Liebe Schönwalder, liebe Interessierte,

„Ich bitte die Gemeindevertreter, sich mit dem Gedanken zur Aufstellung eines Flächennutzungsplans Windenergie vertraut zu machen“. 
Mit diesen Worten brachte Bürgermeister Oehme auf der Gemeindevertreterversammlung am 07.07.2015 erneut das Thema Windräder zur Sprache. Als Begründung verwies er auf das Urteil des Oberverwaltungsgerichts Berlin-Brandenburg aus Juni 2014, welches im März 2015 rechtsgültig wurde. Dieses Urteil erklärte aufgrund eines Zitierfehlers den Landesentwicklungsplan Berlin-Brandenburg (LEP B-B) für nichtig. Da sich die Regionalpläne, die die Windernergienutzung regeln, am LEP B-B orientieren, wurde vermutet, dass dann in Folge auch die Regionalpläne unwirksam sein könnten. Dies wiederum könnte bedeuten, dass Bauanträge für Windräder außerhalb der von den Regionalplänen vorgesehen Windeignungsgebieten genehmigt werden könnte. Besteht kein Regionalplan, so können Gemeinden selber Windeignungsgebiete im Sachlichen Teilflächennutzungsplan (STFNP) Windenergie ausweisen. Allerdings bedeutet dies nicht zwangsweise, dass ein STFNP auch genehmigt wird. Kommt es jedoch zur Bewilligung, bedeutet dies definitiv Windräder.
Was Herr Oehme vergaß zu erwähnen:
Im Juni dieses Jahres wurde der LEP B-B geheilt und rückwirkend für gültig erklärt. 
Somit besteht auch keine akute Gefahr, dass die Regionalpläne nichtig wären. Einige Gemeinden Brandenburgs wollen nun erneut gegen den LEP B-B klagen. Doch ein Klageweg ist langwierig und geht nicht von heute auf morgen.

Rückblick 2014

 Veröffentlicht von am 22. Dezember 2014
Dez 222014
 
Liebe Schönwalder,
liebe Interessierte,
das vergangene Jahr hatte zwei Neuigkeiten in Sachen Windkraft für unsere Gemeinde parat.
Zum Einen hatte eine Investor einen Antrag zum Bau von 12 Windenergieanlagen gestellt. Dieser Antrag wurde zwar vom Landesumweltamt abgelehnt, doch hatte der Investor im Spätsommer Widerspruch gegen diese Ablehnung eingereicht.
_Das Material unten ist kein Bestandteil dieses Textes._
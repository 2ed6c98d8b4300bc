use super::*;
use crate::accessibility::effective_alt_text;
use crate::raster::EncodingFormat;
use crate::testing::StubRasterizer;
use crate::types::AccessibilityLevel;
use folio_common::MathDelimiters;

const RED_TRIANGLE: &str = "\\begin{figure}\n\
                            % @alt: A red triangle\n\
                            \\includegraphics{triangle.png}\n\
                            \\caption{Shapes}\n\
                            \\end{figure}\n";

const SHAPES: &str = "% @decorative\n\
                      \\includegraphics{shape.png}\n\
                      \n\
                      Some text in between.\n\
                      \n\
                      % @alt: Triangle diagram\n\
                      \\includegraphics{shape.png}\n";

const SHAPES_HTML: &str =
    r#"<p><img src="shape.png" alt="shape.png"></p><p>Some text in between.</p><p><img src="shape.png" alt="shape.png"></p>"#;

fn quiet_config() -> ExportConfig {
    ExportConfig {
        retypeset: Retypeset::None,
        title: Some("Notes".to_owned()),
        ..Default::default()
    }
}

/// Session with a pass-through rasterizer and an inspectable preview store.
fn test_session(config: ExportConfig) -> (ExportSession, Arc<MemoryPreviewStore>) {
    let previews = Arc::new(MemoryPreviewStore::new());
    let session = ExportSession::with_parts(
        config,
        Arc::new(StubRasterizer),
        previews.clone(),
        Arc::new(TracingNotifier),
    );
    (session, previews)
}

fn imgs(html: &str) -> Vec<Element> {
    Document::parse(html)
        .elements_named("img")
        .into_iter()
        .cloned()
        .collect()
}

#[test]
fn red_triangle_is_good_with_its_alt_text() {
    let session = ExportSession::default();
    let fragments = session.detect_image_references(RED_TRIANGLE);
    assert_eq!(fragments.len(), 1);
    let fragment = &fragments[0];
    assert_eq!(fragment.caption_text.as_deref(), Some("Shapes"));
    assert_eq!(effective_alt_text(fragment), "A red triangle");
    assert_eq!(fragment.accessibility_status.level, AccessibilityLevel::Good);
    assert!(fragment.accessibility_status.warnings.is_empty());
}

#[test]
fn accessibility_report_serializes() {
    let session = ExportSession::default();
    let rows = session.accessibility_report(SHAPES);
    assert_eq!(rows.len(), 2);
    let json = serde_json::to_value(&rows).unwrap();
    assert_eq!(json[0]["filename"], "shape.png");
    assert_eq!(json[0]["level"], "optimal");
    assert_eq!(json[1]["line"], 7);
    assert_eq!(json[1]["level"], "good");
}

#[tokio::test]
async fn duplicated_filename_exports_per_occurrence() {
    let (mut session, _) = test_session(quiet_config());
    session.register_image("shape.png", &b"shape"[..]).await.unwrap();

    let artifact = session.export_artifact(SHAPES, SHAPES_HTML);
    let imgs = imgs(&artifact.html);
    assert_eq!(imgs.len(), 2);

    assert_eq!(imgs[0].attr("alt"), Some(""));
    assert_eq!(imgs[0].attr("role"), Some("presentation"));
    assert_eq!(imgs[1].attr("alt"), Some("Triangle diagram"));
    assert_eq!(imgs[1].attr("role"), None);
    for img in &imgs {
        assert_eq!(img.attr("src"), Some("data:image/png;base64,c2hhcGU="));
    }
    assert!(artifact.warnings.is_empty());
    assert!(artifact.missing.is_empty());
}

#[tokio::test]
async fn decorative_images_always_get_presentation_role() {
    let source = "% @decorative\n% @alt: ignored\n\\includegraphics{rule.png}\n\
                  % @decorative\n\\includegraphics{rule.png}\n";
    let (mut session, _) = test_session(quiet_config());
    session.register_image("rule.png", &b"rule"[..]).await.unwrap();
    session.load_source(source);

    let html =
        session.replace_images_for_export(r#"<img src="rule.png" alt="x"><img src="rule.png">"#);
    for img in imgs(&html) {
        assert_eq!(img.attr("alt"), Some(""));
        assert_eq!(img.attr("role"), Some("presentation"));
    }
}

#[tokio::test]
async fn lossless_encoding_wins_for_flat_images() {
    use image::{DynamicImage, ImageFormat, Rgb, RgbImage};
    use std::io::Cursor;

    let flat = DynamicImage::ImageRgb8(RgbImage::from_pixel(64, 64, Rgb([220, 20, 60])));
    let mut png = Vec::new();
    flat.write_to(&mut Cursor::new(&mut png), ImageFormat::Png).unwrap();

    let session = ExportSession::default();
    let entry = session.register_image("flat.png", png).await.unwrap();
    assert_eq!(entry.format, EncodingFormat::Png);
    assert!(entry.data_url.starts_with("data:image/png;base64,"));
    assert_eq!(entry.source_mime_type, "image/png");
    assert_eq!((entry.width, entry.height), (64, 64));
}

#[tokio::test]
async fn corrupt_upload_is_rejected() {
    let session = ExportSession::default();
    let err = session
        .register_image("broken.png", &b"not an image"[..])
        .await
        .unwrap_err();
    assert!(matches!(err, ExportError::Decode { .. }));
    assert!(session.registry().is_empty());
}

#[tokio::test]
async fn missing_images_are_listed() {
    let (session, _) = test_session(quiet_config());
    assert!(!session.all_images_available(SHAPES));
    assert_eq!(session.missing_images(SHAPES).len(), 2);

    session.register_image("shape.png", &b"shape"[..]).await.unwrap();
    assert!(session.all_images_available(SHAPES));

    assert!(session.remove_image("shape.png"));
    assert_eq!(session.missing_images(RED_TRIANGLE)[0].filename, "triangle.png");
}

#[tokio::test]
async fn missing_registry_entry_never_aborts_export() {
    let (mut session, _) = test_session(quiet_config());
    let artifact = session.export_artifact(SHAPES, SHAPES_HTML);

    let imgs = imgs(&artifact.html);
    assert_eq!(imgs[0].attr("src"), Some("shape.png"));
    assert_eq!(imgs[1].attr("alt"), Some("Triangle diagram"));
    assert_eq!(artifact.images.missing, ["shape.png"]);
    assert_eq!(artifact.missing.len(), 2);
    assert!(!artifact.warnings.is_empty());
}

#[tokio::test]
async fn overflow_occurrences_keep_converter_alt() {
    let source = "% @alt: Only once\n\\includegraphics{logo.png}\n";
    let (mut session, _) = test_session(quiet_config());
    session.register_image("logo.png", &b"logo"[..]).await.unwrap();
    session.load_source(source);

    let html = session.replace_images_for_export(
        r#"<img src="logo.png" alt="logo"><img src="logo.png" alt="logo">"#,
    );
    let imgs = imgs(&html);
    assert_eq!(imgs[0].attr("alt"), Some("Only once"));
    assert_eq!(imgs[1].attr("alt"), Some("logo"));
    // the overflowing element is still embedded
    assert!(imgs[1].attr("src").unwrap().starts_with("data:"));
}

#[tokio::test]
async fn extensionless_source_reference_is_embedded() {
    let (mut session, _) = test_session(quiet_config());
    session.load_source("% @alt: A red triangle\n\\includegraphics{shape}\n");
    session.register_image("shape", &b"shape"[..]).await.unwrap();
    assert!(session.all_images_available("\\includegraphics{shape}\n"));

    let html = session.replace_images_for_export(r#"<img src="shape.png" alt="shape">"#);
    let imgs = imgs(&html);
    assert_eq!(imgs[0].attr("src"), Some("data:image/png;base64,c2hhcGU="));
    assert_eq!(imgs[0].attr("alt"), Some("A red triangle"));
}

#[tokio::test]
async fn preview_then_export_keeps_one_long_description() {
    let source = "% @alt: Wiring diagram\n\
                  % @longdesc: A battery feeds two bulbs\n\
                  % wired in parallel.\n\
                  \\includegraphics{circuit.png}\n";
    let (mut session, previews) = test_session(quiet_config());
    let entry = session.register_image("circuit.png", &b"circuit"[..]).await.unwrap();
    session.load_source(source);

    let mut document = Document::parse(r#"<p><img src="circuit.png"></p>"#);
    assert_eq!(session.replace_images_for_preview(&mut document), 1);
    let preview = document.elements_named("img")[0];
    assert_eq!(preview.attr("src"), Some(entry.preview_url.as_str()));
    assert!(previews.is_live(&entry.preview_url));

    let exported = session.replace_images_for_export(&document.to_html());
    let exported = Document::parse(&exported);
    let details = exported.elements_named("details");
    assert_eq!(details.len(), 1);
    assert_eq!(details[0].attr("id"), Some("longdesc-circuit-png-1"));
    assert!(
        details[0]
            .text_content()
            .ends_with("A battery feeds two bulbs wired in parallel.")
    );
    let img = exported.elements_named("img")[0];
    assert_eq!(img.attr("aria-describedby"), Some("longdesc-circuit-png-1"));
    assert!(img.attrs.iter().all(|(name, _)| !name.starts_with("data-folio-")));
}

#[tokio::test]
async fn single_line_export_snapshot() {
    let (mut session, _) = test_session(quiet_config());
    session.register_image("dot.png", &b"dot"[..]).await.unwrap();
    session.load_source("% @alt: A dot\n\\includegraphics{dot.png}\n");

    let html = session.replace_images_for_export(r#"<p><img src="dot.png" alt=""></p>"#);
    insta::assert_snapshot!(html, @r#"<p><img src="data:image/png;base64,ZG90" alt="A dot"></p>"#);
}

#[tokio::test]
async fn full_artifact_wraps_fragment() {
    let (mut session, _) = test_session(quiet_config());
    session.register_image("dot.png", &b"dot"[..]).await.unwrap();

    let rendered = concat!(
        r#"<p>See <span class="katex"><span class="katex-mathml"><math><semantics><mi>x</mi>"#,
        r#"<annotation encoding="application/x-tex">x^2</annotation></semantics></math></span>"#,
        r#"<span class="katex-html" aria-hidden="true">x2</span></span>.</p>"#,
        r#"<p><img src="dot.png" alt=""></p>"#,
    );
    let source = "See $x^2$.\n\n% @alt: A dot\n\\includegraphics{dot.png}\n";
    let artifact = session.export_artifact(source, rendered);

    let expected = concat!(
        "<!DOCTYPE html>\n",
        "<html lang=\"en\">\n",
        "<head>\n",
        "  <meta charset=\"utf-8\">\n",
        "  <meta name=\"viewport\" content=\"width=device-width, initial-scale=1\">\n",
        "  <title>Notes</title>\n",
        "</head>\n",
        "<body>\n",
        "<p>See \\(x^2\\).</p><p><img src=\"data:image/png;base64,ZG90\" alt=\"A dot\"></p>\n",
        "</body>\n",
        "</html>\n",
    );
    assert_eq!(artifact.html, expected);
    assert_eq!(artifact.math.semantic, 1);
    assert_eq!(artifact.images.replaced, 1);
}

#[tokio::test]
async fn katex_assets_follow_configuration() {
    let config = ExportConfig {
        math_delimiters: MathDelimiters::Dollars,
        ..Default::default()
    };
    let (mut session, _) = test_session(config);
    let rendered = r#"<span class="katex-display"><span class="katex"><span class="katex-mathml"><math display="block"><semantics><mi>y</mi><annotation encoding="application/x-tex">y</annotation></semantics></math></span></span></span>"#;
    let artifact = session.export_artifact("", rendered);
    assert!(artifact.html.contains("katex.min.css"));
    assert!(artifact.html.contains("renderMathInElement(document.body, {delimiters:"));
    assert!(artifact.html.contains("<body>\n$$y$$\n</body>"));
    assert!(artifact.html.contains("<title>Untitled</title>"));
}

fn onload_of_head_script(config: ExportConfig) -> String {
    let html = write_document(&config, &Document::parse_fragment("<p>x</p>"));
    let document = Document::parse(&html);
    document
        .elements_named("script")
        .into_iter()
        .find_map(|script| script.attr("onload"))
        .unwrap()
        .to_owned()
}

#[test]
fn auto_render_delimiters_follow_configuration() {
    let dollars = onload_of_head_script(ExportConfig {
        math_delimiters: MathDelimiters::Dollars,
        ..Default::default()
    });
    assert!(dollars.contains("{left: '$$', right: '$$', display: true}"));
    assert!(dollars.contains("{left: '$', right: '$', display: false}"));

    let brackets = onload_of_head_script(ExportConfig::default());
    assert!(brackets.contains(r"{left: '\\[', right: '\\]', display: true}"));
    assert!(brackets.contains(r"{left: '\\(', right: '\\)', display: false}"));
}

#[tokio::test]
async fn full_documents_get_assets_in_their_head() {
    let (mut session, _) = test_session(ExportConfig::default());
    let rendered =
        "<!DOCTYPE html><html><head><title>Paper</title></head><body><p>x</p></body></html>";
    let artifact = session.export_artifact("", rendered);
    let document = Document::parse(&artifact.html);
    let links = document.elements_named("link");
    assert_eq!(links.len(), 1);
    assert!(artifact.html.contains("<title>Paper</title><link rel=\"stylesheet\""));
}

#[tokio::test]
async fn reloading_the_source_rebuilds_the_map() {
    let (mut session, _) = test_session(quiet_config());
    session.load_source(SHAPES);
    assert_eq!(session.occurrences().occurrence_count(), 2);
    session.load_source(RED_TRIANGLE);
    assert_eq!(session.occurrences().occurrence_count(), 1);
    assert!(session.occurrences().get("shape.png").is_none());
}

#[tokio::test]
async fn dispose_revokes_previews() {
    let (session, previews) = test_session(quiet_config());
    session.register_image("a.png", &b"a"[..]).await.unwrap();
    session.register_image("b.png", &b"b"[..]).await.unwrap();
    assert_eq!(previews.live_count(), 2);
    session.dispose();
    assert_eq!(previews.live_count(), 0);
}

#[test]
fn math_conversion_uses_configured_delimiters() {
    let session = ExportSession::new(ExportConfig {
        math_delimiters: MathDelimiters::Dollars,
        ..Default::default()
    });
    let markup = r#"<math><semantics><mi>z</mi><annotation encoding="application/x-tex">z</annotation></semantics></math>"#;
    assert_eq!(session.convert_rendered_math_to_source(markup), "$z$");
}

#[tokio::test]
async fn export_warnings_reach_the_notifier() {
    use crate::notify::CollectingNotifier;

    let notifier = Arc::new(CollectingNotifier::new());
    let mut session = ExportSession::with_parts(
        quiet_config(),
        Arc::new(StubRasterizer),
        Arc::new(MemoryPreviewStore::new()),
        notifier.clone(),
    );
    let artifact = session.export_artifact(SHAPES, SHAPES_HTML);

    let messages = notifier.messages();
    // one per pass warning plus the missing-image summary
    assert_eq!(messages.len(), artifact.warnings.len() + 1);
    assert!(messages.iter().all(|(level, _)| *level == NotifyLevel::Warning));
    assert!(messages.last().unwrap().1.starts_with("2 image occurrence(s)"));
}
Das hat zur Folge, dass der Antrag weiter in der Bearbeitung ist. Wir werden dies natürlich weiterhin aufmerksam verfolgen.
Zum Anderen wurde am 16.12.2014 der Regionalplan Windenergie Havelland-Fläming beschlossen. Dieser wird voraussichtlich im 2. Halbjahr 2015 rechtskräftig. Unsere Gemeinde ist demnach kein Windeignugsgebiet – und war es auch nie. Auch wenn der Regionalplan keine Windenergie in Schönwalde-Glien zulässt, stehen wir weiterhin mit den Behörden und auch mit Prof. Dr. Otto persönlich in Verbindung, um für alle Eventualitäten gewappnet zu sein.
Wir möchten uns an dieser Stelle besonders bei den tatkräftigen Mitstreitern bedanken, die viel Zeit und Energie aufgebracht haben, um u.a. unermüdlich die verschiedenen Sitzungen zu besuchen!
Allen wünschen wir ein besinnliches Weihnachtsfest sowie einen gesunden Rutsch ins neue Jahr
Es grüßen Sie
die Drei Damen von der BI
E. Breuer-Solbach, C. Heckmanns, E. Hoffmann

Berliner Stadtgüter lassen nicht locker

 Veröffentlicht von am 6. März 2014
Mrz 062014
 
gemäß des Artikels der MOZ vom 04.03.2014 (http://www.moz.de/lokales/artikel-ansicht/dg/0/1/1253684/) halten die Berliner Stadtgüter „weiterhin an ihren Plänen, Windkraftanlagen in den Gemeinden Schönwalde-Glien und Dallgow-Döbeitz bauen zu lassen, fest“. Sie beziehen sich dabei auf Schwachstellen des in Aufstellung befindlichen Regionalplanes Windenergie. Im Oktober vergangenen Jahres hatten die Berliner Stadtgüter eine Absage des Brandenburgischen Umweltministeriums erhalten, weil die Gemeinde Schönwalde-Glien im Landschaftsschutzgebiet liegt und die Errichtung von Windkraftanlagen gemäß der Landschaftsschutzgebietsverordnung nicht genehmigungsfähig ist. Es müsste eine Ausgliederung dieser Flächen aus dem Landschaftsschutzgebiet erfolgen. Dieses wurde nicht in Aussicht gestellt. Die Entscheidung wurde unabhängig vom Regionalplan Windenergie getroffen.
 
Hoffnung machen sich die Stadtgüter, da eine Stromtrasse durch unsere Gemeinde verläuft. Diese sehen sie als „Vorbelastung“ an und plädieren darauf, dass in vorbelasteten Landschaftsschutzgebieten unter Umständen Windkraftanlagen doch zugelassen werden könnten. Es gibt mehrere Gerichtsurteile, die aber genau das ausschließen: eine Stromtrasse gilt nicht als Vorbelastung. Auch gibt es diese Trasse seit langem, so auch bereits im letzten Jahr und dennoch konnte dem damaligen Antrag nicht zugestimmt werden.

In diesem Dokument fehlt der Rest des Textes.